§ **Directions**:
Report the number of lines in the records below that contain the word "counters", and nothing more.

§ **Input data**:

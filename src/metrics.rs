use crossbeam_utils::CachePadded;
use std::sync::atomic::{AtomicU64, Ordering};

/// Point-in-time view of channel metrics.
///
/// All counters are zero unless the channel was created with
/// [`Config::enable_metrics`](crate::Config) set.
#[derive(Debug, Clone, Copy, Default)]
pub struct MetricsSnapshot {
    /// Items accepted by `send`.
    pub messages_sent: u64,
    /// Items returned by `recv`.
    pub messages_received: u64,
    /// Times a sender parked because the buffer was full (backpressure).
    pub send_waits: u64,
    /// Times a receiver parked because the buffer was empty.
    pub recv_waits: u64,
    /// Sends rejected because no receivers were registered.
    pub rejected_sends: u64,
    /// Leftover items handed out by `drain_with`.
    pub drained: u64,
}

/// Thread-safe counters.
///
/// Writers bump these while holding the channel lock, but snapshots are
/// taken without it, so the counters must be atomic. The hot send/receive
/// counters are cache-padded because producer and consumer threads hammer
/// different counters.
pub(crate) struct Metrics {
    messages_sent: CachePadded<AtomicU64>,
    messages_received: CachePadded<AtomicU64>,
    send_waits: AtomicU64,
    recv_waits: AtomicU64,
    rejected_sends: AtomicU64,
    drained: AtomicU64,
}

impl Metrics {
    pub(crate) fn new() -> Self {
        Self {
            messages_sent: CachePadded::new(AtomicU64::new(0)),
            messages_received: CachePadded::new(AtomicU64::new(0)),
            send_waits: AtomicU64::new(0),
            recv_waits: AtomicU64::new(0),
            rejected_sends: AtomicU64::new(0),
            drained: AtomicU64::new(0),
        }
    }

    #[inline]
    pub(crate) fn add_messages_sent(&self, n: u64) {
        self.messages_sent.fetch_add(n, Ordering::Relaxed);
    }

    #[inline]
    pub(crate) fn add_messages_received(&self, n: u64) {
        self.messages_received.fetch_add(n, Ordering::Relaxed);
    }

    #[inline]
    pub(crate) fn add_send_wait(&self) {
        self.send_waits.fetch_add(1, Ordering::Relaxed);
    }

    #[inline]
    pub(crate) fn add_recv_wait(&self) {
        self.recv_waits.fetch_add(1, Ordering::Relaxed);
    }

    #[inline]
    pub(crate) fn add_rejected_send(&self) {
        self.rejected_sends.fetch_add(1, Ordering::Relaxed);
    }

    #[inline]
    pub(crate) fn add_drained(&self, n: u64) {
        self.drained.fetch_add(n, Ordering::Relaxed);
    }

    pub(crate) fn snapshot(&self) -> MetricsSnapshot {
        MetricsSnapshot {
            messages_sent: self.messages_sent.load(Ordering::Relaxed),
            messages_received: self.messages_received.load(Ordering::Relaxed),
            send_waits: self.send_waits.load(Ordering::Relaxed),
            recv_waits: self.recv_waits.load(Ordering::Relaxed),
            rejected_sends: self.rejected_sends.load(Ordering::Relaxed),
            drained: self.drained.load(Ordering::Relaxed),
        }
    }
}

§ **Solution for this exercise**:
5